▸ Prompt
Output exactly the first line of the listing and each line after it, through the line that contains "extraction result. Extraction"; add nothing else.

━━ Materials provided ━━

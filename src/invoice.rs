use chrono::Utc;
use sha2::{Digest, Sha256};
use tracing::{info, warn};

use crate::error::{PipelineError, Result};
use crate::model::{
    CreationState, ExpenseOverrides, ExpenseScope, ExtractedInvoiceCandidate, LedgerEntry,
    StagedExpenseEntry,
};
use crate::normalize::parse_amount_cents;
use crate::store::{Artist, Store};
use crate::util::now_utc_string;

/// Artist-name matching strategy. The substring heuristic below is the
/// default; stronger matchers (edit distance, phonetic) can replace it
/// without touching callers.
pub trait NameMatcher {
    fn match_artist(&self, hint: &str, catalog: &[Artist]) -> Option<Artist>;
}

/// Case-insensitive matching with three fallback strategies, tried in
/// order: exact, catalog name contained in the hint, hint contained in the
/// catalog name. The first strategy yielding exactly one hit wins; zero or
/// multiple hits across all strategies leave the artist unset for manual
/// selection.
pub struct SubstringMatcher;

impl NameMatcher for SubstringMatcher {
    fn match_artist(&self, hint: &str, catalog: &[Artist]) -> Option<Artist> {
        let hint = hint.trim().to_lowercase();
        if hint.is_empty() {
            return None;
        }

        let strategies: [&dyn Fn(&str) -> bool; 3] = [
            &|name: &str| name == hint,
            &|name: &str| hint.contains(name),
            &|name: &str| name.contains(hint.as_str()),
        ];

        for strategy in strategies {
            let mut hits = catalog
                .iter()
                .filter(|artist| strategy(&artist.name.to_lowercase()));
            if let Some(hit) = hits.next()
                && hits.next().is_none()
            {
                return Some(hit.clone());
            }
        }

        None
    }
}

/// Build a reviewable staged entry from one extraction result. Extraction
/// fields are untrusted hints: the amount is re-parsed, the artist is
/// resolved against the catalog, and `confidence_score` and `warnings` are
/// surfaced verbatim, never recomputed.
pub fn stage(
    candidate: ExtractedInvoiceCandidate,
    catalog: &[Artist],
    matcher: &dyn NameMatcher,
) -> StagedExpenseEntry {
    let matched = candidate
        .artist_hint
        .as_deref()
        .and_then(|hint| matcher.match_artist(hint, catalog));
    match (&matched, &candidate.artist_hint) {
        (Some(artist), _) => {
            info!(file = %candidate.filename, artist = %artist.name, "artist hint matched");
        }
        (None, Some(hint)) => {
            info!(file = %candidate.filename, hint = %hint, "artist hint unmatched; manual selection required");
        }
        (None, None) => {}
    }

    let amount_cents = candidate
        .total_amount
        .as_deref()
        .and_then(parse_amount_cents);
    if candidate.total_amount.is_some() && amount_cents.is_none() {
        warn!(file = %candidate.filename, "extracted amount did not parse; manual entry required");
    }

    let overrides = ExpenseOverrides {
        artist_id: matched.map(|artist| artist.artist_id),
        amount_cents,
        currency: candidate.currency.clone(),
        category: candidate.category_hint.clone(),
        scope: ExpenseScope::Catalog,
        scope_id: None,
        effective_date: candidate.date_hint,
        description: candidate
            .description
            .clone()
            .or_else(|| candidate.vendor_name.clone()),
        document_path: Some(candidate.filename.clone()),
    };

    StagedExpenseEntry {
        candidate,
        overrides,
        creation: CreationState::NotCreated,
    }
}

/// Confirm a staged entry into an immutable ledger row. Returns the updated
/// entry; a failed creation lands in `Failed` with the error attached and
/// is never retried automatically. Rerunning creation is an explicit
/// operator action.
pub fn create(store: &Store, mut entry: StagedExpenseEntry) -> (StagedExpenseEntry, Result<LedgerEntry>) {
    match &entry.creation {
        CreationState::Created(entry_id) => {
            let err = PipelineError::Validation(format!(
                "{}: already created as ledger entry {entry_id}",
                entry.candidate.filename
            ));
            return (entry, Err(err));
        }
        CreationState::Creating => {
            let err = PipelineError::Validation(format!(
                "{}: creation already in progress",
                entry.candidate.filename
            ));
            return (entry, Err(err));
        }
        CreationState::NotCreated | CreationState::Failed(_) => {}
    }

    entry.creation = CreationState::Creating;
    match create_inner(store, &entry) {
        Ok(ledger) => {
            info!(entry_id = %ledger.entry_id, amount_cents = ledger.amount_cents, "ledger entry created");
            entry.creation = CreationState::Created(ledger.entry_id.clone());
            (entry, Ok(ledger))
        }
        Err(err) => {
            warn!(file = %entry.candidate.filename, error = %err, "ledger creation failed");
            entry.creation = CreationState::Failed(err.to_string());
            (entry, Err(err))
        }
    }
}

fn create_inner(store: &Store, entry: &StagedExpenseEntry) -> Result<LedgerEntry> {
    let overrides = &entry.overrides;

    let Some(amount_cents) = overrides.amount_cents else {
        return Err(PipelineError::Validation(format!(
            "{}: amount is required",
            entry.candidate.filename
        )));
    };
    let Some(artist_id) = overrides.artist_id.clone() else {
        return Err(PipelineError::Validation(format!(
            "{}: artist is required",
            entry.candidate.filename
        )));
    };

    // Scope identifiers only make sense below catalog level.
    let scope_id = match overrides.scope {
        ExpenseScope::Catalog => None,
        ExpenseScope::Release | ExpenseScope::Track => overrides.scope_id.clone(),
    };

    let effective_date = overrides
        .effective_date
        .unwrap_or_else(|| Utc::now().date_naive());
    let created_at = now_utc_string();

    let ledger = LedgerEntry {
        entry_id: ledger_entry_id(&entry.candidate.filename, &artist_id, &created_at),
        artist_id: Some(artist_id),
        amount_cents,
        currency: overrides.currency.clone(),
        category: overrides.category.clone(),
        scope: overrides.scope,
        scope_id,
        description: overrides.description.clone(),
        document_path: overrides.document_path.clone(),
        effective_date,
        created_at,
    };

    store.insert_ledger_entry(&ledger)?;
    Ok(ledger)
}

fn ledger_entry_id(filename: &str, artist_id: &str, created_at: &str) -> String {
    let mut hasher = Sha256::new();
    hasher.update(filename.as_bytes());
    hasher.update(artist_id.as_bytes());
    hasher.update(created_at.as_bytes());
    let digest = format!("{:x}", hasher.finalize());
    format!("exp-{}", &digest[..12])
}

#[cfg(test)]
mod tests {
    use super::*;
    use chrono::NaiveDate;

    fn catalog(names: &[&str]) -> Vec<Artist> {
        names
            .iter()
            .map(|name| Artist {
                artist_id: format!("art-{}", name.to_lowercase().replace(' ', "-")),
                name: name.to_string(),
            })
            .collect()
    }

    fn candidate(artist_hint: Option<&str>, total_amount: Option<&str>) -> ExtractedInvoiceCandidate {
        ExtractedInvoiceCandidate {
            filename: "invoice-042.pdf".to_string(),
            vendor_name: Some("Mix Studio GmbH".to_string()),
            invoice_number: Some("2024-042".to_string()),
            total_amount: total_amount.map(str::to_string),
            currency: "EUR".to_string(),
            date_hint: NaiveDate::from_ymd_opt(2024, 3, 10),
            artist_hint: artist_hint.map(str::to_string),
            category_hint: Some("mixing".to_string()),
            description: None,
            confidence_score: 0.87,
            warnings: vec!["amount near page fold".to_string()],
        }
    }

    #[test]
    fn exact_match_wins_before_substring() {
        let catalog = catalog(&["Wailers", "The Wailers"]);
        let hit = SubstringMatcher
            .match_artist("the wailers", &catalog)
            .unwrap();
        assert_eq!(hit.name, "The Wailers");
    }

    #[test]
    fn catalog_name_inside_hint_is_the_second_strategy() {
        let catalog = catalog(&["Wailers", "Alice"]);
        let hit = SubstringMatcher
            .match_artist("The Wailers", &catalog)
            .unwrap();
        assert_eq!(hit.name, "Wailers");
    }

    #[test]
    fn hint_inside_catalog_name_is_the_third_strategy() {
        let catalog = catalog(&["The Midnight Ramblers", "Alice"]);
        let hit = SubstringMatcher
            .match_artist("Midnight Ramblers", &catalog)
            .unwrap();
        assert_eq!(hit.name, "The Midnight Ramblers");
    }

    #[test]
    fn multiple_hits_in_a_strategy_fall_through() {
        // Both contain the hint, so strategy three is ambiguous and the
        // artist stays unset.
        let catalog = catalog(&["Alice Blue", "Alice Green"]);
        assert!(SubstringMatcher.match_artist("Alice", &catalog).is_none());
    }

    #[test]
    fn zero_hits_leave_artist_unset() {
        let catalog = catalog(&["Wailers"]);
        assert!(SubstringMatcher.match_artist("Bob", &catalog).is_none());
    }

    #[test]
    fn stage_prefills_overrides_from_hints() {
        let catalog = catalog(&["Wailers"]);
        let entry = stage(
            candidate(Some("The Wailers"), Some("1.234,56 €")),
            &catalog,
            &SubstringMatcher,
        );

        assert_eq!(entry.overrides.artist_id.as_deref(), Some("art-wailers"));
        assert_eq!(entry.overrides.amount_cents, Some(123_456));
        assert_eq!(entry.overrides.currency, "EUR");
        assert_eq!(entry.overrides.category.as_deref(), Some("mixing"));
        assert_eq!(entry.overrides.scope, ExpenseScope::Catalog);
        assert_eq!(
            entry.overrides.effective_date,
            NaiveDate::from_ymd_opt(2024, 3, 10)
        );
        assert_eq!(
            entry.overrides.description.as_deref(),
            Some("Mix Studio GmbH")
        );
        assert_eq!(entry.creation, CreationState::NotCreated);
        // Extraction confidence and warnings pass through untouched.
        assert_eq!(entry.candidate.confidence_score, 0.87);
        assert_eq!(entry.candidate.warnings.len(), 1);
    }

    #[test]
    fn create_requires_amount_and_artist() {
        let store = Store::open_in_memory().unwrap();
        let entry = stage(candidate(None, None), &[], &SubstringMatcher);

        let (entry, outcome) = create(&store, entry);
        assert!(matches!(outcome, Err(PipelineError::Validation(_))));
        assert!(matches!(entry.creation, CreationState::Failed(_)));
        assert_eq!(
            store.count("SELECT COUNT(*) FROM ledger_entries").unwrap(),
            0
        );
    }

    #[test]
    fn create_persists_one_ledger_entry() {
        let store = Store::open_in_memory().unwrap();
        let artist = store.create_artist("Wailers").unwrap();
        let catalog = store.all_artists().unwrap();

        let entry = stage(
            candidate(Some("The Wailers"), Some("500.00")),
            &catalog,
            &SubstringMatcher,
        );
        let (entry, outcome) = create(&store, entry);

        let ledger = outcome.unwrap();
        assert_eq!(ledger.artist_id.as_deref(), Some(artist.artist_id.as_str()));
        assert_eq!(ledger.amount_cents, 50_000);
        assert_eq!(entry.creation, CreationState::Created(ledger.entry_id.clone()));
        assert_eq!(
            store.count("SELECT COUNT(*) FROM ledger_entries").unwrap(),
            1
        );
    }

    #[test]
    fn create_rejects_an_already_created_entry() {
        let store = Store::open_in_memory().unwrap();
        store.create_artist("Wailers").unwrap();
        let catalog = store.all_artists().unwrap();

        let entry = stage(
            candidate(Some("Wailers"), Some("10.00")),
            &catalog,
            &SubstringMatcher,
        );
        let (entry, _) = create(&store, entry);
        let (_, second) = create(&store, entry);

        assert!(matches!(second, Err(PipelineError::Validation(_))));
        assert_eq!(
            store.count("SELECT COUNT(*) FROM ledger_entries").unwrap(),
            1
        );
    }

    #[test]
    fn catalog_scope_drops_the_scope_id() {
        let store = Store::open_in_memory().unwrap();
        store.create_artist("Wailers").unwrap();
        let catalog = store.all_artists().unwrap();

        let mut entry = stage(
            candidate(Some("Wailers"), Some("10.00")),
            &catalog,
            &SubstringMatcher,
        );
        entry.overrides.scope = ExpenseScope::Catalog;
        entry.overrides.scope_id = Some("UPC123".to_string());

        let (_, outcome) = create(&store, entry);
        assert!(outcome.unwrap().scope_id.is_none());
    }

    #[test]
    fn failed_entry_can_be_rerun_after_operator_edits() {
        let store = Store::open_in_memory().unwrap();
        store.create_artist("Wailers").unwrap();
        let catalog = store.all_artists().unwrap();

        let entry = stage(candidate(Some("Wailers"), None), &catalog, &SubstringMatcher);
        let (mut entry, first) = create(&store, entry);
        assert!(first.is_err());

        entry.overrides.amount_cents = Some(2_500);
        let (entry, second) = create(&store, entry);
        assert!(second.is_ok());
        assert!(matches!(entry.creation, CreationState::Created(_)));
    }
}
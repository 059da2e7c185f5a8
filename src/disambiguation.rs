use std::collections::BTreeMap;

/// Joiners that make a raw artist string ambiguous: one act or several
/// collaborators. Longer spellings first so `featuring` is not consumed by
/// `feat`.
const JOINERS: &[&str] = &["featuring", "feat.", "feat", "&"];

/// Aggregates ambiguous artist tokens across every file of a batch. A token
/// appearing in two files is one decision, not two. `None` means undecided
/// and blocks commit.
#[derive(Debug, Default, Clone)]
pub struct DecisionSet {
    decisions: BTreeMap<String, Option<bool>>,
}

impl DecisionSet {
    pub fn new() -> Self {
        Self::default()
    }

    /// Union tokens discovered during analysis into the pending set. Tokens
    /// already decided keep their decision.
    pub fn absorb<I, S>(&mut self, tokens: I)
    where
        I: IntoIterator<Item = S>,
        S: Into<String>,
    {
        for token in tokens {
            self.decisions.entry(token.into()).or_insert(None);
        }
    }

    /// Record a decision. Idempotent; may be called repeatedly until commit
    /// starts, last write wins. Deciding a token analysis never surfaced is
    /// harmless.
    pub fn decide(&mut self, token: &str, is_single_artist: bool) {
        self.decisions
            .insert(token.to_string(), Some(is_single_artist));
    }

    pub fn all_decided(&self) -> bool {
        self.decisions.values().all(|decision| decision.is_some())
    }

    /// Tokens still awaiting a decision, in stable order.
    pub fn pending(&self) -> Vec<String> {
        self.decisions
            .iter()
            .filter(|(_, decision)| decision.is_none())
            .map(|(token, _)| token.clone())
            .collect()
    }

    /// Artist identities a raw token resolves to. Unambiguous tokens and
    /// tokens decided "single act" keep the raw string; tokens decided
    /// "multiple artists" split on the joiner.
    pub fn identities_for(&self, raw_token: &str) -> Vec<String> {
        match self.decisions.get(raw_token) {
            Some(Some(false)) => split_token(raw_token),
            _ => vec![raw_token.to_string()],
        }
    }
}

/// True when the raw artist string contains a joiner and therefore needs an
/// operator decision.
pub fn is_ambiguous(raw_token: &str) -> bool {
    // ASCII-only lowering keeps byte offsets aligned with the raw string
    // even for accented artist names.
    let lowered = raw_token.to_ascii_lowercase();
    JOINERS.iter().any(|joiner| {
        if *joiner == "&" {
            lowered.contains('&')
        } else {
            contains_word(&lowered, joiner)
        }
    })
}

/// Split a raw token into candidate artist identities on every joiner
/// occurrence. Empty fragments are dropped.
pub fn split_token(raw_token: &str) -> Vec<String> {
    let mut parts = vec![raw_token.to_string()];

    for joiner in JOINERS {
        let mut next = Vec::new();
        for part in parts {
            if *joiner == "&" {
                next.extend(part.split('&').map(str::to_string));
            } else {
                next.extend(split_on_word(&part, joiner));
            }
        }
        parts = next;
    }

    parts
        .iter()
        .map(|part| part.trim())
        .filter(|part| !part.is_empty())
        .map(str::to_string)
        .collect()
}

fn contains_word(haystack_lower: &str, word: &str) -> bool {
    let mut start = 0;
    while let Some(pos) = haystack_lower[start..].find(word) {
        let begin = start + pos;
        let end = begin + word.len();
        let before_ok = begin == 0
            || !haystack_lower[..begin]
                .chars()
                .next_back()
                .is_some_and(char::is_alphanumeric);
        let after_ok = end == haystack_lower.len()
            || !haystack_lower[end..]
                .chars()
                .next()
                .is_some_and(char::is_alphanumeric);
        if before_ok && after_ok {
            return true;
        }
        start = end;
    }
    false
}

fn split_on_word(part: &str, word: &str) -> Vec<String> {
    let lowered = part.to_ascii_lowercase();
    let mut pieces = Vec::new();
    let mut cursor = 0;

    let mut search = 0;
    while let Some(pos) = lowered[search..].find(word) {
        let begin = search + pos;
        let end = begin + word.len();
        let before_ok = begin == 0
            || !lowered[..begin]
                .chars()
                .next_back()
                .is_some_and(char::is_alphanumeric);
        let after_ok =
            end == lowered.len() || !lowered[end..].chars().next().is_some_and(char::is_alphanumeric);

        if before_ok && after_ok {
            pieces.push(part[cursor..begin].to_string());
            cursor = end;
        }
        search = end;
    }

    pieces.push(part[cursor..].to_string());
    pieces
}
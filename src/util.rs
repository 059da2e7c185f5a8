use std::fs::{self, File};
use std::io::Write;
use std::path::Path;

use anyhow::{Context, Result};
use chrono::{DateTime, SecondsFormat, Utc};
use serde::Serialize;

pub fn now_utc_string() -> String {
    Utc::now().to_rfc3339_opts(SecondsFormat::Secs, true)
}

pub fn utc_compact_string(ts: DateTime<Utc>) -> String {
    ts.format("%Y%m%dT%H%M%SZ").to_string()
}

pub fn ensure_directory(path: &Path) -> Result<()> {
    fs::create_dir_all(path)
        .with_context(|| format!("failed to create directory: {}", path.display()))
}

pub fn write_json_pretty<T: Serialize>(path: &Path, value: &T) -> Result<()> {
    if let Some(parent) = path.parent() {
        ensure_directory(parent)?;
    }

    let data = serde_json::to_vec_pretty(value)
        .with_context(|| format!("failed to serialize json: {}", path.display()))?;

    let mut file = File::create(path)
        .with_context(|| format!("failed to create json file: {}", path.display()))?;
    file.write_all(&data)
        .with_context(|| format!("failed to write json file: {}", path.display()))?;
    file.write_all(b"\n")
        .with_context(|| format!("failed to finalize json file: {}", path.display()))?;

    Ok(())
}

/// Decode an operator-supplied file as text: UTF-8 with an optional BOM,
/// falling back to Latin-1 for the legacy exports some platforms still ship.
pub fn decode_text(bytes: &[u8]) -> String {
    let bytes = bytes.strip_prefix(b"\xef\xbb\xbf").unwrap_or(bytes);

    match std::str::from_utf8(bytes) {
        Ok(text) => text.to_string(),
        Err(_) => bytes.iter().map(|&b| b as char).collect(),
    }
}
use std::collections::HashMap;

use anyhow::Result;
use chrono::Utc;
use tracing::info;

use crate::cli::AnalyzeArgs;
use crate::commands::resolve_db_path;
use crate::model::{AnalysisReport, FileAnalysisReport};
use crate::orchestrator::{ImportBatch, Orchestrator};
use crate::store::Store;
use crate::util::{ensure_directory, now_utc_string, utc_compact_string, write_json_pretty};

pub fn run(args: AnalyzeArgs) -> Result<()> {
    let started_ts = Utc::now();
    let report_dir = args.cache_root.join("reports");
    ensure_directory(&report_dir)?;

    let db_path = resolve_db_path(&args.cache_root, &args.db_path);
    let mut store = Store::open(&db_path)?;

    info!(
        source = args.source.as_str(),
        files = args.files.len(),
        "starting analysis"
    );

    let mut batch = ImportBatch::new(args.source.as_str(), &args.files, &[], &HashMap::new());
    Orchestrator::new(&mut store)?.analyze_batch(&mut batch)?;

    let report = AnalysisReport {
        generated_at: now_utc_string(),
        source: args.source.as_str().to_string(),
        files: batch
            .entries
            .iter()
            .map(|entry| FileAnalysisReport {
                file_name: entry.file_name.clone(),
                status: entry.status.clone(),
                analysis: entry.analysis.clone(),
                error_detail: entry.error_detail.clone(),
            })
            .collect(),
        pending_decisions: batch.ambiguous_tokens(),
        warnings: batch.duplicate_warnings(),
    };

    let report_path = args.report_path.clone().unwrap_or_else(|| {
        report_dir.join(format!("analysis_{}.json", utc_compact_string(started_ts)))
    });
    write_json_pretty(&report_path, &report)?;

    for warning in &report.warnings {
        info!(warning = %warning, "duplicate advisory");
    }
    info!(
        report = %report_path.display(),
        pending_decisions = report.pending_decisions.len(),
        "analysis complete"
    );

    Ok(())
}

━━━

▸ Written solution
filename src/invoice.rs
use chrono::Utc;
use sha2::{Digest, Sha256};
use tracing::{info, warn};

use crate::error::{PipelineError, Result};
use crate::model::{
    CreationState, ExpenseOverrides, ExpenseScope, ExtractedInvoiceCandidate, LedgerEntry,
    StagedExpenseEntry,
};
use crate::normalize::parse_amount_cents;
use crate::store::{Artist, Store};
use crate::util::now_utc_string;

/// Artist-name matching strategy. The substring heuristic below is the
/// default; stronger matchers (edit distance, phonetic) can replace it
/// without touching callers.
pub trait NameMatcher {
    fn match_artist(&self, hint: &str, catalog: &[Artist]) -> Option<Artist>;
}

/// Case-insensitive matching with three fallback strategies, tried in
/// order: exact, catalog name contained in the hint, hint contained in the
/// catalog name. The first strategy yielding exactly one hit wins; zero or
/// multiple hits across all strategies leave the artist unset for manual
/// selection.
pub struct SubstringMatcher;

impl NameMatcher for SubstringMatcher {
    fn match_artist(&self, hint: &str, catalog: &[Artist]) -> Option<Artist> {
        let hint = hint.trim().to_lowercase();
        if hint.is_empty() {
            return None;
        }

        let strategies: [&dyn Fn(&str) -> bool; 3] = [
            &|name: &str| name == hint,
            &|name: &str| hint.contains(name),
            &|name: &str| name.contains(hint.as_str()),
        ];

        for strategy in strategies {
            let mut hits = catalog
                .iter()
                .filter(|artist| strategy(&artist.name.to_lowercase()));
            if let Some(hit) = hits.next()
                && hits.next().is_none()
            {
                return Some(hit.clone());
            }
        }

        None
    }
}

/// Build a reviewable staged entry from one extraction result. Extraction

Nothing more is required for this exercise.